Segment Start: EXERCISE MATERIAL

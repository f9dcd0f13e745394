//! Link promotion — create SourceNodes from outbound links discovered during scraping.
//!
//! Replaces `mention_promoter`. Instead of extracting only social handles, extracts
//! ALL outbound URLs from page links, filters out non-content junk (by scheme and
//! file extension only), and promotes each as a SourceNode. Dormancy self-heals
//! noisy sources after 3 empty runs.

use std::collections::HashSet;

use tracing::info;

use rootsignal_common::{canonical_value, DiscoveryMethod, SocialPlatform, SourceNode, SourceRole};
use crate::infra::util::sanitize_url;

/// A link discovered during scraping, used by `promote_links` to create new sources.
#[derive(Clone)]
pub struct CollectedLink {
    pub url: String,
    pub discovered_on: String,
}

pub struct PromotionConfig {
    pub max_per_source: usize,
    pub max_per_run: usize,
}

impl Default for PromotionConfig {
    fn default() -> Self {
        Self {
            max_per_source: 20,
            max_per_run: 100,
        }
    }
}

const SKIP_PREFIXES: &[&str] = &["mailto:", "tel:", "javascript:", "#", "data:"];

const SKIP_EXTENSIONS: &[&str] = &[
    ".css", ".js", ".png", ".jpg", ".jpeg", ".gif", ".svg", ".woff", ".woff2", ".ico", ".webp",
    ".mp3", ".mp4",
];


/// Extract all content-worthy URLs from a list of page links.
///
/// Filters out non-content URLs by scheme prefix and file extension,
/// strips tracking parameters, and deduplicates by `canonical_value()`.
pub fn extract_links(page_links: &[String]) -> Vec<String> {
    let mut seen = HashSet::new();
    let mut results = Vec::new();

    for link in page_links {
        let trimmed = link.trim();

        // Skip non-content schemes
        if SKIP_PREFIXES.iter().any(|p| trimmed.starts_with(p)) {
            continue;
        }

        // Must be http(s)
        if !trimmed.starts_with("http://") && !trimmed.starts_with("https://") {
            continue;
        }

        // Skip non-content file extensions
        let path_lower = trimmed.split('?').next().unwrap_or(trimmed).to_lowercase();
        if SKIP_EXTENSIONS.iter().any(|ext| path_lower.ends_with(ext)) {
            continue;
        }

        let cleaned = sanitize_url(trimmed);
        let cv = canonical_value(&cleaned);
        if seen.insert(cv) {
            results.push(cleaned);
        }
    }

    results
}

/// Build SourceNodes from discovered links.
///
/// Each `CollectedLink` carries the discovering source's coordinates. The promoted
/// source inherits those coordinates — not the region center.
///
/// Returns the SourceNodes to be registered through the engine.
pub fn promote_links(links: &[CollectedLink], config: &PromotionConfig) -> Vec<SourceNode> {
    if links.is_empty() {
        return Vec::new();
    }

    // Deduplicate by canonical_value, keeping the first occurrence's coords
    let mut seen = HashSet::new();
    let unique: Vec<&CollectedLink> = links
        .iter()
        .filter(|link| seen.insert(canonical_value(&link.url)))
        .take(config.max_per_run)
        .collect();

    let mut sources = Vec::new();
    for link in unique {
        let cv = canonical_value(&link.url);

        let source = SourceNode::new(
            cv.clone(),
            canonical_value(&link.url),
            Some(link.url.clone()),
            DiscoveryMethod::LinkedFrom,
            0.25,
            SourceRole::Mixed,
            Some(format!("Linked from {}", link.discovered_on)),
        );
        sources.push(source);
        info!(
            canonical_key = cv,
            discovered_on = link.discovered_on,
            "Promoted linked URL"
        );
    }

    if !sources.is_empty() {
        info!(
            created = sources.len(),
            total_links = links.len(),
            "Link promotion complete"
        );
    }

    sources
}

// ---------------------------------------------------------------------------
// Social handle helpers (migrated from mention_promoter)
// ---------------------------------------------------------------------------

/// Build a canonical URL for a social platform handle.
pub fn platform_url(platform: &SocialPlatform, handle: &str) -> String {
    match platform {
        SocialPlatform::Instagram => format!("https://instagram.com/{handle}"),
        SocialPlatform::Facebook => format!("https://facebook.com/{handle}"),
        SocialPlatform::Twitter => format!("https://x.com/{handle}"),
        SocialPlatform::TikTok => format!("https://tiktok.com/@{handle}"),
        SocialPlatform::Reddit => format!("https://reddit.com/r/{handle}"),
        SocialPlatform::Bluesky => format!("https://bsky.app/profile/{handle}"),
    }
}

fn parse_social_link(url: &str) -> Option<(SocialPlatform, String)> {
    let url_lower = url.to_lowercase();

    if url_lower.contains("instagram.com/") {
        return extract_handle_from_path(url, "instagram.com/")
            .map(|h| (SocialPlatform::Instagram, h));
    }
    if url_lower.contains("twitter.com/") {
        return extract_handle_from_path(url, "twitter.com/").map(|h| (SocialPlatform::Twitter, h));
    }
    if url_lower.contains("x.com/") {
        return extract_handle_from_path(url, "x.com/").map(|h| (SocialPlatform::Twitter, h));
    }
    if url_lower.contains("tiktok.com/@") {
        return extract_handle_from_path(url, "tiktok.com/@").map(|h| (SocialPlatform::TikTok, h));
    }
    if url_lower.contains("facebook.com/") {
        return extract_handle_from_path(url, "facebook.com/")
            .map(|h| (SocialPlatform::Facebook, h));
    }
    if url_lower.contains("bsky.app/profile/") {
        return extract_handle_from_path(url, "bsky.app/profile/")
            .map(|h| (SocialPlatform::Bluesky, h));
    }

    None
}

/// Extract a handle from the path segment after the given prefix.
/// Filters out non-profile paths (e.g. /p/, /explore/, /about/).
fn extract_handle_from_path(url: &str, after: &str) -> Option<String> {
    let url_lower = url.to_lowercase();
    let idx = url_lower.find(&after.to_lowercase())? + after.len();
    let rest = &url[idx..];

    let handle = rest
        .split(['/', '?', '#'])
        .next()
        .unwrap_or("")
        .trim_start_matches('@')
        .to_string();

    if handle.is_empty() {
        return None;
    }

    let non_profile = [
        "p", "explore", "about", "help", "settings", "accounts", "stories", "reels", "reel", "tv",
        "hashtag", "search", "intent", "i", "share", "login", "signup",
    ];
    if non_profile.contains(&handle.to_lowercase().as_str()) {
        return None;
    }

    Some(handle)
}

/// Extract social handles from a list of page links (used by `run_social`).
pub fn extract_social_handles_from_links(links: &[String]) -> Vec<(SocialPlatform, String)> {
    let mut results = Vec::new();
    for link in links {
        if let Some(pair) = parse_social_link(link) {
            results.push(pair);
        }
    }
    results
}

#[allow(dead_code)]
fn platform_prefix(platform: &SocialPlatform) -> &'static str {
    match platform {
        SocialPlatform::Instagram => "instagram",
        SocialPlatform::Facebook => "facebook",
        SocialPlatform::Twitter => "twitter",
        SocialPlatform::TikTok => "tiktok",
        SocialPlatform::Reddit => "reddit",
        SocialPlatform::Bluesky => "bluesky",
    }
}

#[cfg(test)]
mod tests {
    use super::*;

    #[test]
    fn test_extract_social_handles_from_links() {
        let links = vec![
            "https://instagram.com/jane_doe".to_string(),
            "https://www.twitter.com/johndoe".to_string(),
            "https://x.com/johndoe".to_string(),
            "https://tiktok.com/@dancer123".to_string(),
            "https://facebook.com/local_org".to_string(),
            "https://bsky.app/profile/user.bsky.social".to_string(),
            "https://example.com/not-social".to_string(),
            "https://instagram.com/explore/".to_string(),
        ];
        let results = extract_social_handles_from_links(&links);
        assert_eq!(results.len(), 6);
        assert_eq!(
            results[0],
            (SocialPlatform::Instagram, "jane_doe".to_string())
        );
        assert_eq!(results[1], (SocialPlatform::Twitter, "johndoe".to_string()));
        assert_eq!(results[2], (SocialPlatform::Twitter, "johndoe".to_string()));
        assert_eq!(
            results[3],
            (SocialPlatform::TikTok, "dancer123".to_string())
        );
        assert_eq!(
            results[4],
            (SocialPlatform::Facebook, "local_org".to_string())
        );
        assert_eq!(
            results[5],
            (SocialPlatform::Bluesky, "user.bsky.social".to_string())
        );
    }

    #[test]
    fn test_extract_filters_non_profile_paths() {
        let links = vec![
            "https://instagram.com/p/abc123".to_string(),
            "https://instagram.com/explore/".to_string(),
            "https://twitter.com/intent/tweet".to_string(),
            "https://twitter.com/i/flow/login".to_string(),
            "https://instagram.com/real_account".to_string(),
        ];
        let results = extract_social_handles_from_links(&links);
        assert_eq!(results.len(), 1);
        assert_eq!(
            results[0],
            (SocialPlatform::Instagram, "real_account".to_string())
        );
    }

    #[test]
    fn test_platform_url_helper() {
        assert_eq!(
            platform_url(&SocialPlatform::Instagram, "jane_doe"),
            "https://instagram.com/jane_doe"
        );
        assert_eq!(
            platform_url(&SocialPlatform::Twitter, "johndoe"),
            "https://x.com/johndoe"
        );
        assert_eq!(
            platform_url(&SocialPlatform::TikTok, "dancer"),
            "https://tiktok.com/@dancer"
        );
        assert_eq!(
            platform_url(&SocialPlatform::Facebook, "local_org"),
            "https://facebook.com/local_org"
        );
        assert_eq!(
            platform_url(&SocialPlatform::Reddit, "mutualaid"),
            "https://reddit.com/r/mutualaid"
        );
        assert_eq!(
            platform_url(&SocialPlatform::Bluesky, "user.bsky.social"),
            "https://bsky.app/profile/user.bsky.social"
        );
    }

    #[test]
    fn test_non_content_filtering() {
        let links = vec![
            "mailto:test@example.com".to_string(),
            "javascript:void(0)".to_string(),
            "tel:+15551234567".to_string(),
            "#anchor".to_string(),
            "data:text/html,<h1>hi</h1>".to_string(),
            "https://example.com/style.css".to_string(),
            "https://example.com/app.js".to_string(),
            "https://example.com/logo.png".to_string(),
            "https://example.com/photo.jpg".to_string(),
            "https://example.com/font.woff2".to_string(),
            "https://example.com/real-page".to_string(),
        ];
        let results = extract_links(&links);
        assert_eq!(results.len(), 1);
        assert!(results[0].contains("real-page"));
    }

    #[test]
    fn test_tracking_param_stripping_via_sanitize_url() {
        // extract_links delegates to sanitize_url for tracking param removal
        let links = vec![
            "https://example.com/page?utm_source=ig&utm_medium=social&fbclid=abc123&important=yes"
                .to_string(),
        ];
        let results = extract_links(&links);
        assert_eq!(results.len(), 1);
        assert!(results[0].contains("important=yes"));
        assert!(!results[0].contains("utm_source"));
        assert!(!results[0].contains("fbclid"));
    }

    #[test]
    fn test_tracking_params_all_removed() {
        let links = vec!["https://example.com/page?utm_source=ig&fbclid=abc".to_string()];
        let results = extract_links(&links);
        assert_eq!(results.len(), 1);
        assert_eq!(results[0], "https://example.com/page");
    }

    #[test]
    fn test_dedup_same_url_different_tracking() {
        let links = vec![
            "https://example.com/page?utm_source=ig".to_string(),
            "https://example.com/page?utm_source=twitter".to_string(),
            "https://example.com/page".to_string(),
        ];
        let results = extract_links(&links);
        assert_eq!(results.len(), 1);
    }

    #[test]
    fn test_mixed_linktree_page() {
        let links = vec![
            "https://instagram.com/mutual_aid_mpls".to_string(),
            "https://x.com/mpls_aid".to_string(),
            "https://docs.google.com/document/d/1abc/edit".to_string(),
            "https://gofundme.com/f/help-my-family".to_string(),
            "https://www.eventbrite.com/e/community-dinner-123".to_string(),
            "https://anotherorg.org/resources".to_string(),
            "https://example.com/flyer.pdf".to_string(),
            "mailto:contact@org.com".to_string(),
        ];
        let results = extract_links(&links);
        // All http(s) links except mailto should be extracted (including .pdf — not in SKIP_EXTENSIONS)
        assert_eq!(results.len(), 7);
    }

    #[test]
    fn test_non_http_schemes_skipped() {
        let links = vec![
            "data:text/html,test".to_string(),
            "tel:5551234".to_string(),
            "#section-2".to_string(),
            "ftp://files.example.com/doc".to_string(),
        ];
        let results = extract_links(&links);
        assert!(results.is_empty());
    }

    // -----------------------------------------------------------------------
    // URL normalization: canonical_value vs sanitize_url
    //
    // canonical_value (rootsignal-common) — identity key for sources/dedup.
    //   Preserves ALL query params. Intentionally different from sanitize_url.
    //
    // sanitize_url (scout::infra::util) — the single URL cleaner for scout.
    //   Strips tracking params (utm_*, fbclid, gclid, si, source, etc.).
    // -----------------------------------------------------------------------

    #[test]
    fn canonical_value_preserves_tracking_params_sanitize_url_strips_them() {
        use crate::infra::util::sanitize_url;

        let url = "https://example.com/page?utm_source=ig&si=abc&important=yes";

        let cv = canonical_value(url);
        let sanitized = sanitize_url(url);

        // canonical_value: identity key — preserves everything
        assert!(
            cv.contains("utm_source"),
            "canonical_value preserves tracking params"
        );
        assert!(cv.contains("si="), "canonical_value preserves si param");

        // sanitize_url: strips tracking params, keeps the rest
        assert!(
            !sanitized.contains("utm_source"),
            "sanitize_url strips utm params"
        );
        assert!(!sanitized.contains("si="), "sanitize_url strips si param");
        assert!(
            sanitized.contains("important=yes"),
            "sanitize_url keeps non-tracking params"
        );
    }
}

Segment End: EXERCISE MATERIAL

• WORK REQUIRED
Extract every line of the records above that contains the word "crate".

• RESPONSE AREA
use crate::infra::util::sanitize_url;
        use crate::infra::util::sanitize_url;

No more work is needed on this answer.